Inspired by a conversation in Atheism for Lent:
Do I (Can I) understand the mystery of God?
What if “God doesn’t exist; God insists.”? What if God is that inner insistent voice that calls me to the impossible possibility? Is that enough? Do I understand the mystery?
What if I laugh at the absurdity of being called beyond my self-understanding? Impossible possibility? What kind of nonsense is that? A commonwealth of compassion, peace, and justice? Not when the world is hell-bent on a world of prestige, privilege, and power! And here I am, with my deepest wants, my deepest desires, that impossible possibility. Sometimes I have to laugh to keep from crying. Do I understand the mystery?
What if I am walking out on my most preferred future? The agonizing truth is that we are walking out on our most preferred future. Compassion, peace, and justice are within our reach… there for the asking… but we choose differently. We seem to want chaos and imbalance and injustice. Do we understand the mystery?

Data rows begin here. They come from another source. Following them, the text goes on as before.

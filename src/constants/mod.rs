//! Gameplay constants organized by domain.
//!
//! Centralizing magic numbers makes tuning easier and documents intent.
//! These mirror the character's editor defaults; per-instance overrides come
//! from `CharacterConfig`.

mod camera;
mod combat;
mod movement;
mod stats;

pub use camera::*;
pub use combat::*;
pub use movement::*;
pub use stats::*;
//! Headless demo harness.
//!
//! Loads the character definition, spawns the player through the game mode,
//! and drives a short scripted session against the headless engine stand-ins:
//! run and turn, attack while moving and while standing, interrupt a standing
//! cast by moving, cast a spell, jump, take hits, and finally die. Events are
//! drained and logged at the end of every frame.

mod camera;
mod components;
mod config;
mod constants;
mod engine;
mod events;
mod game_mode;
mod headless;
mod input;
mod systems;

use std::error::Error;
use std::path::Path;

use glam::Vec3;

use camera::CameraBoom;
use components::{Facing, Health, Mana};
use config::CharacterConfig;
use events::{EventQueue, GameEvent};
use game_mode::GameMode;
use headless::{HeadlessAnimator, HeadlessMover, RecordingSpawner};
use input::{ActionInput, AxisInput};

const DT: f32 = 1.0 / 60.0;
const FRAMES: u32 = 240;

fn main() -> Result<(), Box<dyn Error>> {
    env_logger::init();
    puffin::set_scopes_on(true);

    let config = CharacterConfig::load_or_default(Path::new("assets/character.json"));
    let camera = CameraBoom::new(config.camera);

    let mut world = hecs::World::new();
    let mode = GameMode::new(config.clone());
    let player = mode.spawn_player(&mut world);

    let mut animator = HeadlessAnimator::new();
    for montage in [
        config.montages.standing_cast,
        config.montages.moving_cast,
        config.montages.standing_melee,
        config.montages.moving_melee,
        config.montages.get_hit,
        config.montages.death,
    ]
    .into_iter()
    .flatten()
    {
        animator.set_duration(montage, 0.8);
    }
    let mut mover = HeadlessMover::new();
    let mut spawner = RecordingSpawner::new();
    let mut events = EventQueue::new();

    for frame in 0..FRAMES {
        puffin::GlobalProfiler::lock().new_frame();
        puffin::profile_scope!("frame");

        {
            puffin::profile_scope!("input");
            for axis in scripted_axes(frame) {
                input::dispatch_axis(&mut world, player, axis, DT, &mut animator, &mut mover);
            }
            for action in scripted_actions(frame) {
                input::dispatch_action(
                    &mut world,
                    player,
                    action,
                    &mut animator,
                    &mut mover,
                    &mut events,
                );
            }
        }

        {
            puffin::profile_scope!("simulate");
            mover.step(DT);
            animator.advance(DT);
            systems::orient_to_movement(&mut world, player, &mover, DT);
            update_hand_sockets(&mut animator, &mover, &world, player);
        }

        // The cast montage's release notify, stood in for by a fixed frame
        if frame == 130 {
            systems::cast_spell(&mut world, player, true, &animator, &mut spawner, &mut events);
        }

        if let Some(amount) = scripted_damage(frame) {
            systems::apply_damage(&mut world, player, amount, &mut animator, &mut events);
        }

        {
            puffin::profile_scope!("events");
            for event in events.drain() {
                log_event(&event);
            }
        }

        if frame % 60 == 0 {
            let controlled = world.get::<&components::Controlled>(player)?;
            let view = camera.view(mover.position(), controlled.yaw, controlled.pitch);
            log::debug!(
                "frame {frame}: position {:?}, camera eye {:?}",
                mover.position(),
                view.eye
            );
        }
    }

    let health = world.get::<&Health>(player)?.current;
    let mana = world.get::<&Mana>(player)?.current;
    log::info!(
        "session over: health {health}, mana {mana}, {} effect(s) spawned",
        spawner.spawned.len()
    );
    Ok(())
}

/// Continuous input per frame of the script
fn scripted_axes(frame: u32) -> Vec<AxisInput> {
    match frame {
        // Run forward while turning right for the first second
        0..=59 => vec![AxisInput::MoveForward(1.0), AxisInput::TurnRate(0.5)],
        // Keep running straight through the moving melee attack
        60..=89 => vec![AxisInput::MoveForward(1.0)],
        // Stand still for the standing cast, then break it by strafing
        110..=125 => vec![AxisInput::MoveRight(-1.0)],
        _ => vec![],
    }
}

/// Edge-triggered input per frame of the script
fn scripted_actions(frame: u32) -> Vec<ActionInput> {
    match frame {
        60 => vec![ActionInput::HeavyAttack],
        95 => vec![ActionInput::LightAttack],
        140 => vec![ActionInput::JumpPressed],
        160 => vec![ActionInput::JumpReleased],
        _ => vec![],
    }
}

/// Incoming hits per frame of the script. The second hit lands while the
/// get-hit reaction from the first is still playing and is dropped; the last
/// one is lethal.
fn scripted_damage(frame: u32) -> Option<f32> {
    match frame {
        190 => Some(35.0),
        200 => Some(35.0),
        235 => Some(500.0),
        _ => None,
    }
}

/// Feed hand socket positions from the mover, offset from the actor origin
/// along its facing
fn update_hand_sockets(
    animator: &mut HeadlessAnimator,
    mover: &HeadlessMover,
    world: &hecs::World,
    player: hecs::Entity,
) {
    let yaw = world.get::<&Facing>(player).map(|f| f.yaw).unwrap_or(0.0);
    let right = systems::movement::yaw_right(yaw);
    let chest = mover.position() + Vec3::new(0.0, 0.0, 40.0);
    animator.set_hand_sockets(chest - right * 30.0, chest + right * 30.0);
}

fn log_event(event: &GameEvent) {
    match event {
        GameEvent::DamageTaken {
            entity,
            amount,
            remaining,
        } => log::info!("{entity:?} took {amount} damage, {remaining} health left"),
        GameEvent::Died { entity } => log::info!("{entity:?} died"),
        GameEvent::SpellCast {
            entity,
            hand,
            mana_remaining,
        } => log::info!("{entity:?} cast a spell from the {hand:?} hand, {mana_remaining} mana left"),
        GameEvent::Jumped { entity } => log::info!("{entity:?} jumped"),
    }
}
//! Session setup: which character definition the player spawns with.

use crate::components::{Controlled, Facing, Health, Mana, Player, SpellAbility};
use crate::config::CharacterConfig;
use hecs::{Entity, World};

/// Owns the default pawn definition and spawns the player from it.
pub struct GameMode {
    default_pawn: CharacterConfig,
}

impl GameMode {
    pub fn new(default_pawn: CharacterConfig) -> Self {
        Self { default_pawn }
    }

    /// Spawn the player character with full pools, an active controller, and
    /// the configured montages and spell ability.
    pub fn spawn_player(&self, world: &mut World) -> Entity {
        let cfg = &self.default_pawn;
        let entity = world.spawn((
            Player,
            Health::new(cfg.max_health),
            Mana::new(cfg.max_mana),
            Controlled::new(cfg.base_turn_rate, cfg.base_look_up_rate),
            Facing::default(),
            cfg.montages,
            SpellAbility {
                prototype: cfg.spell_effect,
                cost: cfg.spell_cost,
            },
        ));
        log::info!(
            "spawned player {entity:?} (health {}, mana {})",
            cfg.max_health,
            cfg.max_mana
        );
        entity
    }
}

What if God breathes by my inhaling and exhaling? What if God is an ever-present non-being… an invitation to be better, to do better? What if, when I am at my best, God is a constant companion nudging me onward? What if God is simply the name for our highest aspirations, our deepest dreams? What if God is the counterbalance to humanity run amok – our impossible possibility. Do I really understand the mystery?
Of one thing I am sure, I will never fully comprehend the mystery. But I will keep trying!